To ask the Secretary of State for Health what measures are in place to ensure that there is no new outbreak of CJD in Britain.

Photo of Miss Melanie Johnson Miss Melanie Johnson Parliamentary Under-Secretary, Department of Health

It has been scientifically established that the strains of agent causing bovine spongiform encephalopathy (BSE) and variant Creutzfeldt-Jakob disease (vCJD) are indistinguishable, and the most plausible explanation, although not yet proven, is that BSE transmitted to humans via contaminated meat or meat products. In 2002, the World Health Organisation published consumer information, which states that the consumption of contaminated meat and other food products from cattle with BSE is presumed to be the cause of vCJD in humans.

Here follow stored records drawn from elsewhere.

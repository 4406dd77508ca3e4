//! # Orphan Auditor Service

use crate::domain::{classify, detect, AuditError, CleanupReport, DiagnosisReport, OrphanCategory};
use cl_01_document_store::Store;
use cl_04_subscription_inheritance::SubscriptionInheritanceResolver;
use shared_bus::{EventPublisher, PartnerEvent};
use shared_types::entities::{
    Account, AccountId, AuditAction, ConnectionAuditRecord, SubscriptionType,
};
use shared_types::Clock;
use std::sync::Arc;
use tracing::{debug, info, warn};

/// Detects and clears inherited entitlement whose source is no longer valid.
pub struct OrphanAuditor {
    store: Store,
    clock: Arc<dyn Clock>,
    events: Arc<dyn EventPublisher>,
    resolver: SubscriptionInheritanceResolver,
}

impl OrphanAuditor {
    /// Create an auditor.
    pub fn new(store: Store, clock: Arc<dyn Clock>, events: Arc<dyn EventPublisher>) -> Self {
        Self {
            store,
            clock,
            events,
            resolver: SubscriptionInheritanceResolver::new(),
        }
    }

    /// Report violations without changing anything.
    pub fn diagnose(&self) -> Result<DiagnosisReport, AuditError> {
        let accounts = self.store.scan::<Account>()?;
        let (checked_count, violations) = detect(&accounts);
        debug!(checked = checked_count, violations = violations.len(), "Orphan diagnosis");
        Ok(DiagnosisReport {
            checked_count,
            violations,
        })
    }

    /// Clear every violation `diagnose` would report.
    ///
    /// Each candidate is re-classified inside its own transaction, so an
    /// account fixed concurrently is skipped. Running twice in a row cleans
    /// nothing the second time.
    pub async fn cleanup(&self) -> Result<CleanupReport, AuditError> {
        let DiagnosisReport {
            checked_count,
            violations,
        } = self.diagnose()?;

        let mut cleaned_count = 0;
        for violation in violations {
            if let Some(category) = self.repair(&violation.account_id).await? {
                cleaned_count += 1;
                info!(account = %violation.account_id, category = %category, "Orphaned entitlement cleared");
                self.events
                    .publish(PartnerEvent::EntitlementChanged {
                        recipient: violation.account_id,
                        subscription_type: SubscriptionType::None,
                    })
                    .await;
            } else {
                debug!(account = %violation.account_id, "Orphan resolved before repair");
            }
        }

        if cleaned_count > 0 {
            warn!(checked = checked_count, cleaned = cleaned_count, "Orphan cleanup repaired accounts");
        }
        Ok(CleanupReport {
            checked_count,
            cleaned_count,
        })
    }

    async fn repair(&self, account_id: &AccountId) -> Result<Option<OrphanCategory>, AuditError> {
        let now = self.clock.now();
        let resolver = self.resolver;

        self.store
            .run_transaction(|tx| {
                let Some(mut account) = tx.get::<Account>(account_id.as_str())? else {
                    return Ok(None);
                };
                let partner = match account.partner_id.clone() {
                    Some(id) => tx.get::<Account>(id.as_str())?,
                    None => None,
                };
                let Some(category) = classify(&account, partner.as_ref()) else {
                    return Ok(None);
                };

                let before = vec![account.entitlement_snapshot()];
                resolver.revoke_orphaned(tx, &mut account)?;
                tx.set(&account)?;
                tx.create(
                    &ConnectionAuditRecord::new(
                        AuditAction::OrphanRepair,
                        account.id.clone(),
                        account.partner_id.clone(),
                        now,
                    )
                    .with_snapshots(before, vec![account.entitlement_snapshot()]),
                )?;
                Ok::<_, AuditError>(Some(category))
            })
            .await
    }
}

#[cfg(test)]
mod tests {
    use super::*;
    use chrono::{DateTime, Utc};
    use cl_01_document_store::{Collection, InMemoryDocumentStore, StoreError};
    use shared_bus::InMemoryEventBus;
    use shared_types::entities::InheritanceGrant;
    use shared_types::ManualClock;

    fn at(secs: i64) -> DateTime<Utc> {
        DateTime::from_timestamp(secs, 0).unwrap()
    }

    fn setup() -> (Store, Arc<InMemoryDocumentStore>, Arc<InMemoryEventBus>, OrphanAuditor) {
        let (store, backend) = Store::in_memory();
        let bus = Arc::new(InMemoryEventBus::new());
        let auditor = OrphanAuditor::new(
            store.clone(),
            Arc::new(ManualClock::at_unix(5_000)),
            bus.clone(),
        );
        (store, backend, bus, auditor)
    }

    async fn seed(store: &Store) {
        // Healthy pair: c direct, d inherits from c.
        let mut c = Account::new("c", None, at(0));
        let mut d = Account::new("d", None, at(0));
        c.partner_id = Some("d".into());
        d.partner_id = Some("c".into());
        c.grant_direct(at(0));
        d.grant_inherited("c".into(), at(0));

        // Orphan: e inherits from a deleted partner.
        let mut e = Account::new("e", None, at(0));
        e.partner_id = Some("gone".into());
        e.grant_inherited("gone".into(), at(0));

        // Orphan: f inherits from g, who lapsed.
        let mut f = Account::new("f", None, at(0));
        let mut g = Account::new("g", None, at(0));
        f.partner_id = Some("g".into());
        g.partner_id = Some("f".into());
        f.grant_inherited("g".into(), at(0));

        for account in [&c, &d, &e, &f, &g] {
            store.upsert(account).await.unwrap();
        }
        store
            .upsert(&InheritanceGrant {
                source_id: "g".into(),
                beneficiary_id: "f".into(),
                granted_at: at(0),
            })
            .await
            .unwrap();
    }

    #[tokio::test]
    async fn test_diagnose_is_read_only() {
        let (store, backend, _, auditor) = setup();
        seed(&store).await;
        let commits = backend.commit_count();

        let report = auditor.diagnose().unwrap();
        assert_eq!(report.checked_count, 3);
        let mut categories: Vec<_> = report.violations.iter().map(|v| v.category).collect();
        categories.sort_by_key(|c| c.as_str());
        assert_eq!(
            categories,
            vec![OrphanCategory::PartnerDeleted, OrphanCategory::PartnerLostDirect]
        );
        assert_eq!(backend.commit_count(), commits);
    }

    #[tokio::test]
    async fn test_cleanup_matches_diagnosis_and_converges() {
        let (store, backend, bus, auditor) = setup();
        seed(&store).await;

        let preview = auditor.diagnose().unwrap();
        let first = auditor.cleanup().await.unwrap();
        assert_eq!(first.cleaned_count, preview.violations.len());
        assert_eq!(bus.events_published(), 2);

        let second = auditor.cleanup().await.unwrap();
        assert_eq!(second.cleaned_count, 0);

        let f: Account = store.get("f").unwrap().unwrap();
        assert_eq!(f.subscription_type, SubscriptionType::None);
        assert_eq!(f.partner_id, Some("g".into()));
        assert!(store.get::<InheritanceGrant>("g").unwrap().is_none());

        let d: Account = store.get("d").unwrap().unwrap();
        assert!(d.inherits_from(&"c".into()));
        assert_eq!(backend.len(Collection::ConnectionAudit), 2);
    }

    #[tokio::test]
    async fn test_cleanup_propagates_store_outage() {
        let (store, backend, _, auditor) = setup();
        seed(&store).await;
        backend.set_available(false);

        assert_eq!(
            auditor.cleanup().await,
            Err(AuditError::Store(StoreError::Unavailable))
        );
    }
}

The United Kingdom has in place stringent controls to minimise the risk of the BSE agent getting into the food chain. These include a ban on mammalian and other processed animal proteins being fed to farmed livestock; the specified risk material (SRM) controls that prohibit from human consumption those parts of the animal that might harbour BSE; and the over 30 months rule that does not permit most older animals to enter the food chain. The Beef Assurance Scheme does allow a few older animals into the food chain, if reared from grass in beef herds, subject to special rules. All measures currently in place are rigorously enforced, for example by members of the Meat Hygiene Service supervising activity at abattoirs.

The Department of Health has taken a number of measures to reduce the risks of CJD infection arising from one person passing it on to another, in particular through blood and surgery.